Dataset entries —
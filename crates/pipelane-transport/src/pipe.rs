use std::path::{Path, PathBuf};

use tokio::net::windows::named_pipe::{ClientOptions, NamedPipeServer, ServerOptions};
use tracing::{debug, info};

use crate::connection::Connection;
use crate::error::{Result, TransportError};
use crate::name::Endpoint;

/// A channel served over a Windows named pipe.
///
/// A pipe instance serves exactly one client. After each accept the next
/// instance is created before the connected one is handed off, so clients
/// only see `ERROR_PIPE_BUSY` while every instance is taken. `capacity`
/// bounds how many instances may exist at once.
pub struct NamedPipeInstance {
    server: NamedPipeServer,
    path: PathBuf,
    instances: usize,
}

impl NamedPipeInstance {
    /// Windows allows at most 254 explicitly counted instances.
    const MAX_INSTANCES: u32 = 254;

    /// Create the first pipe instance for `endpoint`. Remote clients are rejected.
    pub fn bind(endpoint: &Endpoint, capacity: u32) -> Result<Self> {
        let path = endpoint.address().to_path_buf();
        let instances = capacity.clamp(1, Self::MAX_INSTANCES) as usize;
        let server = create_instance(&path, instances)?;

        info!(?path, instances, "listening on named pipe");

        Ok(Self {
            server,
            path,
            instances,
        })
    }

    /// Wait for the next client.
    pub async fn accept(&mut self) -> Result<Connection> {
        self.server.connect().await.map_err(TransportError::Accept)?;
        let next = create_instance(&self.path, self.instances)?;
        let connected = std::mem::replace(&mut self.server, next);
        debug!(path = ?self.path, "accepted connection");
        Ok(Connection::from_pipe_server(connected))
    }
}

fn create_instance(path: &Path, instances: usize) -> Result<NamedPipeServer> {
    ServerOptions::new()
        .max_instances(instances)
        .reject_remote_clients(true)
        .create(path)
        .map_err(|source| TransportError::Bind {
            path: path.to_path_buf(),
            source,
        })
}

/// Single, immediate connect try.
pub(crate) async fn connect_once(path: &Path) -> std::io::Result<Connection> {
    let client = ClientOptions::new().open(path)?;
    debug!(?path, "connected to named pipe");
    Ok(Connection::from_pipe_client(client))
}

Task goal — Among the lines above, find those that contain the word "usize" and copy them.

Output of the exercise —
    instances: usize,
        let instances = capacity.clamp(1, Self::MAX_INSTANCES) as usize;
fn create_instance(path: &Path, instances: usize) -> Result<NamedPipeServer> {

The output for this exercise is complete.